Des pratiques sans intérêt supplantent des tâches fondamentales. Au sein d’un hôpital,
un site intranet, conçu pour la coordination des vigilances sanitaires, a été
approuvé par notamment la haute autorité de santé (HAS) lors des visites de
certification de cet établissement. Désormais, cet outil, apprécié par les
soignants, a été détourné vers d’autres finalités : informer sur la météo,
donner une citation d’un auteur à lire (par jour), le menu au self, etc. Il s'agit d'une décision unilatérale d’un nouveau cadre faisant fonction de directeur de communication. Une décision qui vient anéantir plusieurs années de travail.
Une communication
vers l’extérieur qui, souvent, s’apparente à de la propagande. Elle cherche à
embellir l’image de la structure au mépris de l’évidence même. La « twiplomatie »
hospitalière contribue à la désinformation et à la manipulation de l'opinion publique.
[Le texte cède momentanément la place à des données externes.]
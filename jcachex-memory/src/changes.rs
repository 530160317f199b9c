//  Copyright 2025 JCacheX Project Authors
//
//  Licensed under the Apache License, Version 2.0 (the "License");
//  you may not use this file except in compliance with the License.
//  You may obtain a copy of the License at
//
//  http://www.apache.org/licenses/LICENSE-2.0
//
//  Unless required by applicable law or agreed to in writing, software
//  distributed under the License is distributed on an "AS IS" BASIS,
//  WITHOUT WARRANTIES OR CONDITIONS OF ANY KIND, either express or implied.
//  See the License for the specific language governing permissions and
//  limitations under the License.

use parking_lot::RwLock;

/// A local mutation, as observed by replication subscribers.
///
/// The stream carries writes that originated on this node; changes applied
/// through [`crate::Cache::apply_external_change`] are not republished, so
/// subscribers never see their own traffic echoed back.
#[derive(Debug, Clone, PartialEq, Eq)]
pub enum EntryChange<K, V> {
    Put { key: K, value: V },
    Remove { key: K },
    Clear,
}

pub(crate) struct ChangeHub<K, V> {
    subscribers: RwLock<Vec<flume::Sender<EntryChange<K, V>>>>,
}

impl<K, V> Default for ChangeHub<K, V> {
    fn default() -> Self {
        Self {
            subscribers: RwLock::new(Vec::new()),
        }
    }
}

impl<K, V> ChangeHub<K, V>
where
    K: Clone,
    V: Clone,
{
    pub fn subscribe(&self) -> flume::Receiver<EntryChange<K, V>> {
        let (tx, rx) = flume::unbounded();
        self.subscribers.write().push(tx);
        rx
    }

    pub fn is_empty(&self) -> bool {
        self.subscribers.read().is_empty()
    }

    /// Fan the change out to live subscribers, dropping disconnected ones.
    pub fn publish(&self, change: EntryChange<K, V>) {
        let mut subscribers = self.subscribers.write();
        subscribers.retain(|tx| tx.send(change.clone()).is_ok());
    }
}

#[cfg(test)]
mod tests {
    use super::*;

    #[test]
    fn test_publish_to_subscribers() {
        let hub = ChangeHub::<u64, String>::default();
        let rx1 = hub.subscribe();
        let rx2 = hub.subscribe();

        hub.publish(EntryChange::Put {
            key: 1,
            value: "a".to_string(),
        });
        hub.publish(EntryChange::Remove { key: 1 });

        for rx in [rx1, rx2] {
            assert_eq!(
                rx.try_recv().unwrap(),
                EntryChange::Put {
                    key: 1,
                    value: "a".to_string()
                }
            );
            assert_eq!(rx.try_recv().unwrap(), EntryChange::Remove { key: 1 });
        }
    }

    #[test]
    fn test_disconnected_subscriber_is_dropped() {
        let hub = ChangeHub::<u64, u64>::default();
        let rx = hub.subscribe();
        drop(rx);

        hub.publish(EntryChange::Clear);
        assert!(hub.is_empty());
    }
}
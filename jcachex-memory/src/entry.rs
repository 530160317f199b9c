//  Copyright 2025 JCacheX Project Authors
//
//  Licensed under the Apache License, Version 2.0 (the "License");
//  you may not use this file except in compliance with the License.
//  You may obtain a copy of the License at
//
//  http://www.apache.org/licenses/LICENSE-2.0
//
//  Unless required by applicable law or agreed to in writing, software
//  distributed under the License is distributed on an "AS IS" BASIS,
//  WITHOUT WARRANTIES OR CONDITIONS OF ANY KIND, either express or implied.
//  See the License for the specific language governing permissions and
//  limitations under the License.

use std::sync::atomic::{AtomicU64, AtomicU8, Ordering};

use bitflags::bitflags;

bitflags! {
    /// Entry lifecycle state.
    ///
    /// `LIVE` entries are observable. `LOADING` marks an in-flight refresh on
    /// a still-live entry. `EXPIRED` and `TOMBSTONE` are transient marks set
    /// just before the record is physically removed.
    #[derive(Debug, Clone, Copy, PartialEq, Eq)]
    pub struct EntryState: u8 {
        const LIVE = 0b0001;
        const LOADING = 0b0010;
        const EXPIRED = 0b0100;
        const TOMBSTONE = 0b1000;
    }
}

/// A stored entry. The value and write-time metadata are owned by the shard
/// and mutated only under its write lock; the access fields are atomics so
/// the read path never upgrades to an exclusive lock.
pub(crate) struct EntryRecord<V> {
    pub value: V,
    pub weight: u32,
    pub created: u64,
    /// Absolute write-expiry deadline in clock nanos, `0` = none.
    pub expire_at: u64,
    /// Absolute refresh deadline in clock nanos, `0` = none.
    pub refresh_at: u64,
    pub last_access: AtomicU64,
    pub access_count: AtomicU64,
    state: AtomicU8,
}

impl<V> EntryRecord<V> {
    pub fn new(value: V, weight: u32, now: u64, expire_at: u64, refresh_at: u64) -> Self {
        Self {
            value,
            weight,
            created: now,
            expire_at,
            refresh_at,
            last_access: AtomicU64::new(now),
            access_count: AtomicU64::new(0),
            state: AtomicU8::new(EntryState::LIVE.bits()),
        }
    }

    pub fn state(&self) -> EntryState {
        EntryState::from_bits_truncate(self.state.load(Ordering::Acquire))
    }

    pub fn is_live(&self) -> bool {
        self.state().contains(EntryState::LIVE)
    }

    /// Record a read. Returns the new access count.
    pub fn touch(&self, now: u64) -> u64 {
        self.last_access.store(now, Ordering::Relaxed);
        self.access_count.fetch_add(1, Ordering::Relaxed) + 1
    }

    /// Mark the entry expired. Idempotent; returns `true` for the caller
    /// that performed the transition.
    pub fn mark_expired(&self) -> bool {
        let prev = self
            .state
            .fetch_or(EntryState::EXPIRED.bits(), Ordering::AcqRel);
        EntryState::from_bits_truncate(prev) & EntryState::EXPIRED == EntryState::empty()
    }

    pub fn is_expired_marked(&self) -> bool {
        self.state().contains(EntryState::EXPIRED)
    }

    /// Replace the value and renew write-time metadata in place, keeping
    /// the access history. Returns the displaced value and weight.
    pub fn renew(
        &mut self,
        value: V,
        weight: u32,
        now: u64,
        expire_at: u64,
        refresh_at: u64,
    ) -> (V, u32) {
        let old_value = std::mem::replace(&mut self.value, value);
        let old_weight = std::mem::replace(&mut self.weight, weight);
        self.created = now;
        self.expire_at = expire_at;
        self.refresh_at = refresh_at;
        self.state
            .store(EntryState::LIVE.bits(), Ordering::Release);
        (old_value, old_weight)
    }

    /// Mark the entry as removed. Set under the shard write lock right
    /// before the record leaves the map, so a racing reader that still holds
    /// a reference observes a dead entry.
    pub fn mark_tombstone(&self) {
        self.state
            .fetch_or(EntryState::TOMBSTONE.bits(), Ordering::AcqRel);
    }

    /// Claim the refresh slot. Only one reader wins per refresh cycle.
    pub fn try_begin_refresh(&self) -> bool {
        let prev = self
            .state
            .fetch_or(EntryState::LOADING.bits(), Ordering::AcqRel);
        EntryState::from_bits_truncate(prev) & EntryState::LOADING == EntryState::empty()
    }

    pub fn end_refresh(&self) {
        self.state
            .fetch_and(!EntryState::LOADING.bits(), Ordering::AcqRel);
    }
}
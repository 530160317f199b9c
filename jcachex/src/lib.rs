//  Copyright 2025 JCacheX Project Authors
//
//  Licensed under the Apache License, Version 2.0 (the "License");
//  you may not use this file except in compliance with the License.
//  You may obtain a copy of the License at
//
//  http://www.apache.org/licenses/LICENSE-2.0
//
//  Unless required by applicable law or agreed to in writing, software
//  distributed under the License is distributed on an "AS IS" BASIS,
//  WITHOUT WARRANTIES OR CONDITIONS OF ANY KIND, either express or implied.
//  See the License for the specific language governing permissions and
//  limitations under the License.

//! jcachex - in-process key-value cache for Rust.
//!
//! A thread-safe cache with pluggable eviction (W-TinyLFU by default),
//! per-entry expiration and refresh, event notification, statistics, and a
//! change stream for replication layers.
//!
//! # Examples
//!
//! ```
//! use jcachex::{Cache, EvictionPolicyKind};
//!
//! let cache: Cache<String, u64> = Cache::builder()
//!     .maximum_size(10_000)
//!     .eviction_policy(EvictionPolicyKind::Lru)
//!     .record_stats(true)
//!     .build();
//!
//! cache.put("answer".to_string(), 42).unwrap();
//! assert_eq!(cache.get(&"answer".to_string()).unwrap(), Some(42));
//! assert_eq!(cache.stats().hit_count, 1);
//! ```
//!
//! With a loader, misses are populated under single-flight: concurrent
//! callers of the same missing key share one loader invocation.
//!
//! ```
//! use jcachex::Cache;
//!
//! let cache: Cache<u64, u64> = Cache::builder()
//!     .maximum_size(1_000)
//!     .loader(|key: &u64| Some(key * 2))
//!     .build();
//!
//! assert_eq!(cache.get(&21).unwrap(), Some(42));
//! ```

pub use jcachex_common::clock::Clock;
pub use jcachex_common::code::{HashBuilder, Key, Value};

pub use jcachex_memory::cache::{
    AsyncLoader, Cache, CacheBuilder, Fetch, KeyValidator, Loader, Weigher,
};
pub use jcachex_memory::changes::EntryChange;
pub use jcachex_memory::config::{EvictionPolicyKind, SketchKind};
pub use jcachex_memory::error::{Error, LoadPanic, Result};
pub use jcachex_memory::eviction::{AccessMeta, EvictionPolicy};
pub use jcachex_memory::listener::{
    CacheEvent, CacheEventListener, EvictReason, ListenerId,
};
pub use jcachex_memory::metrics::CacheStats;
pub use jcachex_memory::sketch::FrequencySketch;
pub use jcachex_memory::RandomState;
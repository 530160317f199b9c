//  Copyright 2025 JCacheX Project Authors
//
//  Licensed under the Apache License, Version 2.0 (the "License");
//  you may not use this file except in compliance with the License.
//  You may obtain a copy of the License at
//
//  http://www.apache.org/licenses/LICENSE-2.0
//
//  Unless required by applicable law or agreed to in writing, software
//  distributed under the License is distributed on an "AS IS" BASIS,
//  WITHOUT WARRANTIES OR CONDITIONS OF ANY KIND, either express or implied.
//  See the License for the specific language governing permissions and
//  limitations under the License.

use std::sync::atomic::{AtomicU64, Ordering};

use crossbeam::{queue::ArrayQueue, utils::CachePadded};

/// Striped bounded ring for event records.
///
/// Producers never block: a push to a full stripe drops the record and bumps
/// the dropped counter. Per stripe, drain order equals enqueue order; across
/// stripes no order is guaranteed.
pub struct StripedRing<T> {
    stripes: Vec<CachePadded<ArrayQueue<T>>>,
    dropped: AtomicU64,
}

impl<T> StripedRing<T> {
    /// `stripes` rings of `capacity` slots each. Both must be non-zero.
    pub fn new(stripes: usize, capacity: usize) -> Self {
        assert!(stripes > 0);
        assert!(capacity > 0);
        Self {
            stripes: (0..stripes)
                .map(|_| CachePadded::new(ArrayQueue::new(capacity)))
                .collect(),
            dropped: AtomicU64::new(0),
        }
    }

    pub fn stripes(&self) -> usize {
        self.stripes.len()
    }

    /// Record an event on `stripe`. Returns `false` if the stripe was full
    /// and the record was dropped.
    pub fn push(&self, stripe: usize, item: T) -> bool {
        match self.stripes[stripe].push(item) {
            Ok(()) => true,
            Err(_) => {
                self.dropped.fetch_add(1, Ordering::Relaxed);
                false
            }
        }
    }

    /// Drain up to `budget` records into `consumer`, FIFO per stripe.
    /// Returns the number of records consumed.
    pub fn drain<F>(&self, budget: usize, mut consumer: F) -> usize
    where
        F: FnMut(T),
    {
        let mut consumed = 0;
        for stripe in self.stripes.iter() {
            while consumed < budget {
                match stripe.pop() {
                    Some(item) => {
                        consumer(item);
                        consumed += 1;
                    }
                    None => break,
                }
            }
            if consumed >= budget {
                break;
            }
        }
        consumed
    }

    /// Total records currently buffered across stripes. Approximate under
    /// concurrent traffic.
    pub fn occupancy(&self) -> usize {
        self.stripes.iter().map(|stripe| stripe.len()).sum()
    }

    pub fn dropped(&self) -> u64 {
        self.dropped.load(Ordering::Relaxed)
    }
}

#[cfg(test)]
mod tests {
    use super::*;

    #[test]
    fn test_push_drain_order() {
        let ring = StripedRing::new(1, 8);
        for i in 0..5 {
            assert!(ring.push(0, i));
        }
        assert_eq!(ring.occupancy(), 5);

        let mut out = vec![];
        let consumed = ring.drain(usize::MAX, |i| out.push(i));
        assert_eq!(consumed, 5);
        assert_eq!(out, vec![0, 1, 2, 3, 4]);
        assert_eq!(ring.occupancy(), 0);
    }

    #[test]
    fn test_overflow_drops() {
        let ring = StripedRing::new(1, 2);
        assert!(ring.push(0, 1));
        assert!(ring.push(0, 2));
        assert!(!ring.push(0, 3));
        assert_eq!(ring.dropped(), 1);

        let mut out = vec![];
        ring.drain(usize::MAX, |i| out.push(i));
        assert_eq!(out, vec![1, 2]);
    }

    #[test]
    fn test_drain_budget() {
        let ring = StripedRing::new(2, 8);
        for i in 0..4 {
            ring.push(0, i);
            ring.push(1, 100 + i);
        }

        let mut out = vec![];
        let consumed = ring.drain(3, |i| out.push(i));
        assert_eq!(consumed, 3);
        assert_eq!(ring.occupancy(), 5);
    }

    #[test]
    fn test_concurrent_producers() {
        use std::sync::Arc;

        let ring = Arc::new(StripedRing::new(4, 1024));
        let handles = (0..4)
            .map(|stripe| {
                let ring = ring.clone();
                std::thread::spawn(move || {
                    for i in 0..256 {
                        ring.push(stripe, (stripe, i));
                    }
                })
            })
            .collect::<Vec<_>>();
        for handle in handles {
            handle.join().unwrap();
        }

        let mut per_stripe: Vec<Vec<usize>> = vec![vec![]; 4];
        ring.drain(usize::MAX, |(stripe, i)| per_stripe[stripe].push(i));

        // Per stripe, drain order equals enqueue order.
        for seq in per_stripe {
            assert_eq!(seq, (0..256).collect::<Vec<_>>());
        }
        assert_eq!(ring.dropped(), 0);
    }
}
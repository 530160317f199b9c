//  Copyright 2025 JCacheX Project Authors
//
//  Licensed under the Apache License, Version 2.0 (the "License");
//  you may not use this file except in compliance with the License.
//  You may obtain a copy of the License at
//
//  http://www.apache.org/licenses/LICENSE-2.0
//
//  Unless required by applicable law or agreed to in writing, software
//  distributed under the License is distributed on an "AS IS" BASIS,
//  WITHOUT WARRANTIES OR CONDITIONS OF ANY KIND, either express or implied.
//  See the License for the specific language governing permissions and
//  limitations under the License.

use hashbrown::hash_map::{Entry as HashMapEntry, HashMap};

use jcachex_common::code::Key;
use jcachex_common::queue::{RemovableQueue, Token};

use crate::eviction::{AccessMeta, EvictionPolicy};

/// Insertion-order policy. Accesses are no-ops; rewrites keep the original
/// position. The victim is the oldest insertion (FIFO) or the newest (FILO).
pub struct FifoPolicy<K>
where
    K: Key,
{
    queue: RemovableQueue<K>,
    index: HashMap<K, Token>,
    newest_first: bool,
}

impl<K> FifoPolicy<K>
where
    K: Key,
{
    pub fn fifo() -> Self {
        Self {
            queue: RemovableQueue::new(),
            index: HashMap::new(),
            newest_first: false,
        }
    }

    pub fn filo() -> Self {
        Self {
            queue: RemovableQueue::new(),
            index: HashMap::new(),
            newest_first: true,
        }
    }
}

impl<K> EvictionPolicy<K> for FifoPolicy<K>
where
    K: Key,
{
    fn on_access(&mut self, _key: &K, _meta: &AccessMeta<'_, K>) {}

    fn on_write(&mut self, key: &K, _weight: u32, _meta: &AccessMeta<'_, K>) -> Option<K> {
        if let HashMapEntry::Vacant(v) = self.index.entry(key.clone()) {
            let token = self.queue.push(key.clone());
            v.insert(token);
        }
        None
    }

    fn on_remove(&mut self, key: &K) {
        if let Some(token) = self.index.remove(key) {
            self.queue.remove(token);
        }
    }

    fn select_victim(&mut self, _meta: &AccessMeta<'_, K>) -> Option<K> {
        if self.newest_first {
            self.queue.peek_back().cloned()
        } else {
            self.queue.peek().cloned()
        }
    }

    fn clear(&mut self) {
        self.queue.clear();
        self.index.clear();
    }

    fn len(&self) -> usize {
        self.index.len()
    }
}

#[cfg(test)]
mod tests {
    use super::*;
    use crate::eviction::test_utils::{ahash_of, plain_meta};

    #[test]
    fn test_fifo_victim_is_oldest() {
        let hasher = |k: &u64| ahash_of(k);
        let meta = plain_meta(&hasher, 1);
        let mut fifo = FifoPolicy::fifo();

        for key in 1..=4u64 {
            fifo.on_write(&key, 1, &meta);
        }
        // Access never reorders.
        fifo.on_access(&1, &meta);
        assert_eq!(fifo.select_victim(&meta), Some(1));

        fifo.on_remove(&1);
        assert_eq!(fifo.select_victim(&meta), Some(2));
    }

    #[test]
    fn test_filo_victim_is_newest() {
        let hasher = |k: &u64| ahash_of(k);
        let meta = plain_meta(&hasher, 1);
        let mut filo = FifoPolicy::filo();

        for key in 1..=4u64 {
            filo.on_write(&key, 1, &meta);
        }
        assert_eq!(filo.select_victim(&meta), Some(4));

        filo.on_remove(&4);
        assert_eq!(filo.select_victim(&meta), Some(3));
    }

    #[test]
    fn test_rewrite_keeps_position() {
        let hasher = |k: &u64| ahash_of(k);
        let meta = plain_meta(&hasher, 1);
        let mut fifo = FifoPolicy::fifo();

        fifo.on_write(&1, 1, &meta);
        fifo.on_write(&2, 1, &meta);
        fifo.on_write(&1, 1, &meta);

        assert_eq!(fifo.len(), 2);
        assert_eq!(fifo.select_victim(&meta), Some(1));
    }

    #[test]
    fn test_clear_drops_everything() {
        let hasher = |k: &u64| ahash_of(k);
        let meta = plain_meta(&hasher, 1);
        let mut fifo = FifoPolicy::fifo();

        fifo.on_write(&1, 1, &meta);
        fifo.on_write(&2, 1, &meta);
        fifo.clear();

        assert!(fifo.is_empty());
        assert_eq!(fifo.select_victim(&meta), None);
    }
}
Ce qui manque à l’hôpital,
c’est surtout l’effectivité de la norme. Et donc, la sanction des comportements
individuels, déviants et récalcitrants, d’une minorité qui s’est approprié l’Institution
hospitalière, tout en asservissant la majorité des praticiens ainsi que leur
indépendance professionnelle.
Le hiatus se loge
chez les détenteurs du pouvoir médico-administratif local ; et dans cette lutte entre les pouvoirs
médical et administratif.
L’hôpital public a
besoin d’un seul et vrai « chef » capable de diriger de
façon impartiale et en se basant sur les preuves. Un arbitre au-dessus de la mêlée. Diriger n’est pas commander. Un
management par les preuves à l’image d’une médecine fondée sur les preuves. Ce
chef ne saurait concentrer tous les pouvoirs : le refus de la confusion des pouvoirs
et de la tyrannie.
Aujourd’hui, le
directeur d’un hôpital semble être le « dindon de la farce ». Il semble coincé entre
le pouvoir médical, l’Agence régionale de santé (ARS) et le Maire.
D’ailleurs, le Maire
devrait être le véritable représentant des usagers.
Actuellement, dans
l’état des choses, donner plus d’autonomie à l’hôpital public reviendrait à
encourager l’anarchie ambiante, devenue si familière.
L’hôpital public se
portait mieux à l’époque des Préfets.
La présidence du
conseil de surveillance devrait être confiée à un Magistrat de la chambre
régionale des comptes, par exemple.
Les conflits,
impliquant l’hôpital public, devraient relever du droit commun ; et non
pas de ce privilège de juridiction administrative, pourvoyeur de l’impunité des
dirigeants.
Une bonne gestion
des deniers publics n’est pas incompatible avec la qualité des soins. Les
bonnes pratiques, dénuées de tout lien ou conflit d’intérêts, génèrent des
économies substantielles.
Notre réflexion
nous conduit à dire que l’hôpital public a plutôt besoin d’un choc structurel et d’une
nouvelle approche culturelle. Ceux qui douteraient sont invités à lire nos
précédentes réflexions publiées depuis au moins 2006.
Par conséquent, à l’occasion
du futur « Ségur de la santé », nous envisageons de soumettre au Président
de la République une liste argumentée de propositions nouvelles et indépendantes.